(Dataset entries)
§
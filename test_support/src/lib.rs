//! Test utilities shared by the kumiki integration tests.
//!
//! Scratch declaration trees, a synthetic Windows toolchain listing, and a
//! lock serialising access to the `KUMIKI_*` environment.

pub mod env_lock;
pub mod env_var_guard;
pub mod project;
pub mod toolchain;

pub use env_lock::EnvLock;
pub use project::Project;
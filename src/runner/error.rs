//! Error types for the runner module.
//!
//! This submodule isolates derive-macro-affected code to scope lint suppressions
//! narrowly. The `unused_assignments` lint fires in some Rust versions due to
//! thiserror/miette derive macro expansion.

// Scoped suppression for version-dependent lint false positives from
// miette/thiserror derive macros.
// FIXME(rust-lang/rust#130021): remove once upstream is fixed.
#![allow(
    clippy::allow_attributes,
    clippy::allow_attributes_without_reason,
    unused_assignments
)]

use camino::Utf8PathBuf;
use miette::Diagnostic;
use thiserror::Error;

use crate::config::ConfigError;
use crate::declaration::LoadError;
use crate::graph::GraphError;
use crate::toolchain::ToolchainError;

/// Any failure that stops a generator run.
///
/// Every variant means nothing was written.
#[derive(Debug, Error, Diagnostic)]
pub enum RunnerError {
    /// Invalid environment settings.
    #[error(transparent)]
    #[diagnostic(transparent)]
    Config(#[from] ConfigError),

    /// A required tool could not be located.
    #[error(transparent)]
    #[diagnostic(transparent)]
    Toolchain(#[from] ToolchainError),

    /// The rule catalogue or the emitted graph is invalid.
    #[error(transparent)]
    #[diagnostic(transparent)]
    Graph(#[from] GraphError),

    /// The declaration tree could not be loaded.
    #[error(transparent)]
    #[diagnostic(transparent)]
    Load(#[from] LoadError),

    /// The build file could not be persisted.
    #[error("failed to write Ninja file to {path}")]
    #[diagnostic(code(kumiki::runner::write))]
    Write {
        /// Destination path.
        path: Utf8PathBuf,
        /// Underlying I/O failure.
        #[source]
        source: std::io::Error,
    },
}
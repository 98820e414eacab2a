//! Toolchain discovery.
//!
//! [`resolve`] runs once at startup and turns the host platform plus whatever
//! is installed into the flat set of global variables the rule catalogue
//! references: `CXX`, `CFLAGS`, `STRIP_ARGS`, `LIBS`, the `WIN_*` cross
//! toolchain, and the optional `D8`/`NODEJS` interpreters.

mod cross;
mod error;
mod flags;
mod platform;
mod probe;

use camino::{Utf8Path, Utf8PathBuf};
use tracing::debug;

pub use cross::{DEFAULT_WINDOWS_ROOT, windows_path};
pub use error::ToolchainError;
pub use platform::Host;
pub use probe::{GlobLister, PathLister, Selection, StaticLister, natural_cmp};

use crate::template::Vars;

const NODEJS: &str = "/usr/bin/nodejs";
const D8: &str = "src/v8/v8/out/x64.release/d8";

/// Knobs controlling discovery.
#[derive(Debug, Clone, PartialEq, Eq)]
pub struct ToolchainOptions {
    /// Probe for the Windows cross toolchain.
    pub cross: bool,
    /// Mounted Windows program files directory.
    pub windows_root: Utf8PathBuf,
    /// Policy when several installations match.
    pub selection: Selection,
    /// Home directory used for the `d8` probe.
    pub home: Option<Utf8PathBuf>,
}

impl Default for ToolchainOptions {
    fn default() -> Self {
        Self {
            cross: true,
            windows_root: Utf8PathBuf::from(DEFAULT_WINDOWS_ROOT),
            selection: Selection::default(),
            home: None,
        }
    }
}

/// Produce the toolchain variables for `host`.
///
/// # Errors
///
/// Returns [`ToolchainError::NotFound`] when cross probing is enabled and a
/// Windows binary is missing, or the lister's error when probing fails.
///
/// ```
/// use kumiki::toolchain::{Host, StaticLister, ToolchainOptions, resolve};
///
/// let options = ToolchainOptions { cross: false, ..ToolchainOptions::default() };
/// let vars = resolve(Host::Darwin, &StaticLister::default(), &options)?;
/// assert_eq!(vars.get("CXX").map(String::as_str), Some("g++"));
/// assert!(vars.get("NODEJS").is_none());
/// # Ok::<(), kumiki::toolchain::ToolchainError>(())
/// ```
pub fn resolve(
    host: Host,
    lister: &dyn PathLister,
    options: &ToolchainOptions,
) -> Result<Vars, ToolchainError> {
    debug!(%host, cross = options.cross, "resolving toolchain");
    let mut vars = Vars::new();
    vars.insert("CXX".to_owned(), flags::CXX.to_owned());
    vars.insert("CFLAGS".to_owned(), flags::cflags(host).join(" "));
    vars.insert("STRIP_ARGS".to_owned(), flags::strip_args(host).join(" "));
    vars.insert("LIBS".to_owned(), flags::LIBS.join(" "));

    let mut win = Vars::new();
    if options.cross {
        cross::resolve(lister, &options.windows_root, options.selection, &mut win)?;
    }
    let (tools, win_flags): (Vars, Vars) = win
        .into_iter()
        .partition(|(name, _)| !name.starts_with("WIN_CFLAGS") && !name.starts_with("WIN_LFLAGS"));
    vars.extend(tools);

    let d8 = options.home.as_deref().map(|home| home.join(D8));
    let interpreters = [("D8", d8), ("NODEJS", Some(Utf8PathBuf::from(NODEJS)))];
    for (name, candidate) in interpreters {
        let Some(path) = candidate else {
            debug!(tool = name, "no candidate path");
            continue;
        };
        if let Some(found) = optional(lister, name, &path, options.selection)? {
            vars.insert(name.to_owned(), format!("\"{found}\""));
        }
    }
    vars.extend(win_flags);
    Ok(vars)
}

fn optional(
    lister: &dyn PathLister,
    name: &str,
    path: &Utf8Path,
    selection: Selection,
) -> Result<Option<Utf8PathBuf>, ToolchainError> {
    probe::find(lister, name, &probe::literal(path), selection)
}
//! Errors raised while registering rules and appending edges.

use miette::Diagnostic;
use thiserror::Error;

/// Configuration errors in the rule registry or the declared edges.
///
/// Every variant is fatal: the declaration tree is wrong and the generator
/// writes nothing.
#[derive(Debug, Error, Diagnostic, PartialEq, Eq)]
pub enum GraphError {
    /// Two rules share a name.
    #[error("rule `{name}` is registered twice")]
    #[diagnostic(
        code(kumiki::graph::duplicate_rule),
        help("rule names must be unique across the registry")
    )]
    DuplicateRule {
        /// Name of the second registration.
        name: String,
    },

    /// An edge references a rule that was never registered.
    #[error("edge producing `{target}` references unknown rule `{rule}`")]
    #[diagnostic(code(kumiki::graph::unknown_rule))]
    UnknownRule {
        /// Requested rule name.
        rule: String,
        /// First target of the offending edge.
        target: String,
    },

    /// An edge specification is structurally invalid.
    #[error("malformed `{rule}` edge: {reason}")]
    #[diagnostic(code(kumiki::graph::malformed_edge))]
    MalformedEdge {
        /// Rule the edge would have used.
        rule: String,
        /// What is wrong with it.
        reason: String,
    },

    /// A binding name contains characters Ninja does not accept.
    #[error("`{name}` is not a valid variable name")]
    #[diagnostic(
        code(kumiki::graph::invalid_name),
        help("use ASCII letters, digits, `_`, `-` or `.`")
    )]
    InvalidName {
        /// Offending name.
        name: String,
    },

    /// A referenced variable resolves from no scope (strict mode only).
    #[error("variable `${name}` used by {context} is not defined")]
    #[diagnostic(
        code(kumiki::graph::unresolved_variable),
        help("define it in a declaration unit's `vars` block or unset KUMIKI_STRICT_VARS")
    )]
    UnresolvedVariable {
        /// Variable name without the leading `$`.
        name: String,
        /// Where the reference was found.
        context: String,
    },
}
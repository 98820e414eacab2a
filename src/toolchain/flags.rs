//! Native compiler flag sets.

use super::Host;

/// Optimisation and include paths shared by every compiler.
pub(super) const COMMON: &[&str] = &["-O2", "-I", "$src", "-I", "$dst"];

const MINIMIZE: &[&str] = &[
    "-s",
    "-fno-exceptions",
    "-ffreestanding",
    "-fno-stack-protector",
    "-fomit-frame-pointer",
    "-fno-ident",
    "-ffunction-sections",
    "-fdata-sections",
    "-fmerge-all-constants",
];

const BASE: &[&str] = &[
    "-std=c++11",
    "-Wall",
    "-Werror",
    "-no-pie",
    "-Wl,--gc-sections",
];

const LINUX_BUILD_ID: &str = "-Wl,--build-id=none";

const LINUX_LINK: &[&str] = &["-s", "-Wl,--gc-sections", "-no-pie", LINUX_BUILD_ID];

const DARWIN_LINK: &[&str] = &["-Wl,-dead_strip", "-D_GNU_SOURCE"];

const LINUX_STRIP: &[&str] = &[
    "--strip-unneeded",
    "--remove-section=.note.gnu.gold-version",
    "--remove-section=.comment",
    "--remove-section=.note",
    "--remove-section=.note.gnu.build-id",
    "--remove-section=.note.ABI-tag",
];

/// Native C++ compiler command.
pub(super) const CXX: &str = "g++";

/// Libraries every native link pulls in.
pub(super) const LIBS: &[&str] = &["-ldl"];

/// Compiler flags for native builds on `host`.
pub(super) fn cflags(host: Host) -> Vec<&'static str> {
    let mut flags: Vec<&str> = COMMON.iter().chain(MINIMIZE).copied().collect();
    if host == Host::Linux {
        flags.push(LINUX_BUILD_ID);
    }
    flags.extend(BASE);
    match host {
        Host::Linux => flags.extend(LINUX_LINK),
        Host::Darwin => flags.extend(DARWIN_LINK),
        Host::Other => {}
    }
    flags
}

/// Arguments passed to `strip` after each native link.
pub(super) fn strip_args(host: Host) -> Vec<&'static str> {
    let mut args = vec!["-S"];
    match host {
        Host::Linux => args.extend(LINUX_STRIP),
        Host::Darwin => args.push("-x"),
        Host::Other => {}
    }
    args
}

#[cfg(test)]
mod tests {
    use super::*;
    use rstest::rstest;

    #[rstest]
    #[case(Host::Linux, true)]
    #[case(Host::Darwin, false)]
    #[case(Host::Other, false)]
    fn build_id_is_suppressed_on_linux_only(#[case] host: Host, #[case] expected: bool) {
        assert_eq!(cflags(host).contains(&LINUX_BUILD_ID), expected);
    }

    #[test]
    fn darwin_strips_dead_code() {
        let flags = cflags(Host::Darwin);
        assert!(flags.contains(&"-Wl,-dead_strip"));
        assert_eq!(flags.first(), Some(&"-O2"));
        assert_eq!(strip_args(Host::Darwin), ["-S", "-x"]);
    }

    #[test]
    fn other_hosts_get_common_flags_only() {
        assert_eq!(strip_args(Host::Other), ["-S"]);
        assert!(cflags(Host::Other).ends_with(BASE));
    }
}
§
- [WORK REQUIRED]: The entries above hold a line with "in a declaration" and a later line with "Compiler flags for". Write out exactly those lines and all lines between, nothing more.

- [TASK SOLUTION]:
        help("define it in a declaration unit's `vars` block or unset KUMIKI_STRICT_VARS")
    )]
    UnresolvedVariable {
        /// Variable name without the leading `$`.
        name: String,
        /// Where the reference was found.
        context: String,
    },
}
repository 98820e414eacab2a
filename src/toolchain/flags.rs
//! Native compiler flag sets.

use super::Host;

/// Optimisation and include paths shared by every compiler.
pub(super) const COMMON: &[&str] = &["-O2", "-I", "$src", "-I", "$dst"];

const MINIMIZE: &[&str] = &[
    "-s",
    "-fno-exceptions",
    "-ffreestanding",
    "-fno-stack-protector",
    "-fomit-frame-pointer",
    "-fno-ident",
    "-ffunction-sections",
    "-fdata-sections",
    "-fmerge-all-constants",
];

const BASE: &[&str] = &[
    "-std=c++11",
    "-Wall",
    "-Werror",
    "-no-pie",
    "-Wl,--gc-sections",
];

const LINUX_BUILD_ID: &str = "-Wl,--build-id=none";

const LINUX_LINK: &[&str] = &["-s", "-Wl,--gc-sections", "-no-pie", LINUX_BUILD_ID];

const DARWIN_LINK: &[&str] = &["-Wl,-dead_strip", "-D_GNU_SOURCE"];

const LINUX_STRIP: &[&str] = &[
    "--strip-unneeded",
    "--remove-section=.note.gnu.gold-version",
    "--remove-section=.comment",
    "--remove-section=.note",
    "--remove-section=.note.gnu.build-id",
    "--remove-section=.note.ABI-tag",
];

/// Native C++ compiler command.
pub(super) const CXX: &str = "g++";

/// Libraries every native link pulls in.
pub(super) const LIBS: &[&str] = &["-ldl"];

/// Compiler flags for native builds on `host`.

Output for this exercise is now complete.